Spray pressure: The nozzle pressure is controlled at 0.2−0.4 MPa to ensure atomization effect, and the optimal droplet diameter is 100−200 μm.
2.3 Absorption Liquid Circulation and Regeneration
After alkali liquid absorption, elemental sulfur can be recovered by oxidative regeneration (introducing air or oxygen to oxidize sulfide);
The ammonium salt solution generated by acid absorption can be recycled as chemical fertilizer raw material or discharged after biochemical treatment up to standard;
Avoid cyclic use of saturated absorption liquid, otherwise the treatment efficiency will drop sharply.
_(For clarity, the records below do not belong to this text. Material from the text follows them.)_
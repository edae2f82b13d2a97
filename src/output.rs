//! Output writers: per-cycle register dumps, the single-cycle state trace,
//! and the performance metrics files.

use std::fs::File;
use std::io::Write;
use std::path::Path;

use crate::cpu::CoreHistory;
use crate::error::SimulatorResult;

/// Per-cycle register file dump.
/// Cycle 0 truncates the file; later cycles append.
pub struct RegisterDump {
    file: File,
}

impl RegisterDump {
    pub fn create(path: &Path) -> SimulatorResult<Self> {
        Ok(Self { file: File::create(path)? })
    }

    pub fn write_cycle(&mut self, cycle: i32, regs: &[u32; 32]) -> SimulatorResult<()> {
        writeln!(self.file, "{}", "-".repeat(70))?;
        writeln!(self.file, "State of RF after executing cycle: {}", cycle)?;
        for value in regs {
            writeln!(self.file, "{}", *value as i32)?;
        }
        Ok(())
    }
}

/// Per-cycle stage-visible state trace (single-cycle core)
pub struct StateTrace {
    file: File,
}

impl StateTrace {
    pub fn create(path: &Path) -> SimulatorResult<Self> {
        Ok(Self { file: File::create(path)? })
    }

    pub fn write_cycle(&mut self, cycle: i32, next_pc: u32, nop: bool) -> SimulatorResult<()> {
        writeln!(self.file, "State after executing cycle: {}", cycle)?;
        writeln!(self.file, "IF.PC: {}", next_pc)?;
        writeln!(self.file, "IF.nop: {}", nop)?;
        writeln!(self.file)?;
        Ok(())
    }
}

/// Formats a float to the given precision, stripping trailing zeros
/// and a trailing decimal point
pub fn format_float(value: f64, precision: usize) -> String {
    let formatted = format!("{:.*}", precision, value);
    formatted.trim_end_matches('0').trim_end_matches('.').to_string()
}

fn metrics_block(title: &str, history: &CoreHistory) -> String {
    [
        title.to_string(),
        format!("Number of Cycles taken:  {}", history.cycle_count),
        format!("Total Number of Instructions: {}", history.inst_count),
        format!("Cycles per instruction:  {}", format_float(history.cpi(), 16)),
        format!("Instructions per cycle:  {}", format_float(history.ipc(), 16)),
    ]
    .join("\n")
}

/// Writes the single-cycle core metrics file
pub fn write_single_metrics(io_dir: &Path, ss: &CoreHistory) -> SimulatorResult<()> {
    let block = metrics_block("Single Stage Core Performance Metrics: ", ss);
    let mut file = File::create(io_dir.join("SingleMetrics.txt"))?;
    file.write_all(block.as_bytes())?;
    Ok(())
}

/// Writes the five-stage core metrics file
pub fn write_five_metrics(io_dir: &Path, fs: &CoreHistory) -> SimulatorResult<()> {
    let block = metrics_block("Five Stage Core Performance Metrics:", fs);
    let mut file = File::create(io_dir.join("FiveMetrics.txt"))?;
    file.write_all(block.as_bytes())?;
    Ok(())
}

/// Writes the combined metrics file: both cores, blank line between
pub fn write_performance_metrics(
    io_dir: &Path,
    ss: &CoreHistory,
    fs: &CoreHistory,
) -> SimulatorResult<()> {
    let content = format!(
        "{}\n\n{}",
        metrics_block("Single Stage Core Performance Metrics: ", ss),
        metrics_block("Five Stage Core Performance Metrics:", fs),
    );
    let mut file = File::create(io_dir.join("PerformanceMetrics_Result.txt"))?;
    file.write_all(content.as_bytes())?;
    Ok(())
}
2.4 Defogging and Anti-Blocking Design
A baffle demister or wire mesh demister is installed at the top of the tower to remove liquid droplets entrained in gas and prevent subsequent pipeline corrosion or secondary pollution;
Clean packing and nozzles regularly (online flushing system can be designed) to prevent salt crystallization and particle blockage.
3. Applicable Scenarios and Limitations
3.1 Applicable Scenarios
Medium and low concentration, large air volume mixed waste gas (such as chemical workshop tail gas, breeding farm odor and sewage treatment station waste gas);
Working conditions requiring pretreatment to remove particles and soluble pollutants (it can be used as the pre-treatment unit for subsequent catalytic combustion and activated carbon adsorption).
3.2 Limitations
Low treatment efficiency for water-insoluble VOCs (such as aromatic hydrocarbons and halogenated hydrocarbons), which needs to be combined with activated carbon adsorption, catalytic combustion (CO/RCO) and other processes;
It produces pollutant-containing wastewater, which needs supporting wastewater treatment system to avoid secondary pollution;
Anti-freezing measures shall be taken in low-temperature winter environment to prevent absorption liquid from freezing.
4. Typical Application Case
Take pharmaceutical factory fermentation waste gas (containing hydrogen sulfide, ammonia, VOCs and odor) as an example:
Process flow: Grille + two-stage spray tower + activated carbon adsorption + induced draft fan + discharge;
The first spraying stage: 5% sulfuric acid solution removes ammonia with a removal rate of 95%;
The second spraying stage: 3% sodium hydroxide + desulfurization catalyst removes hydrogen sulfide and part of water-soluble VOCs with a removal rate of 98%;
Activated carbon adsorbs residual water-insoluble VOCs and odor, and the final waste gas is discharged up to standard.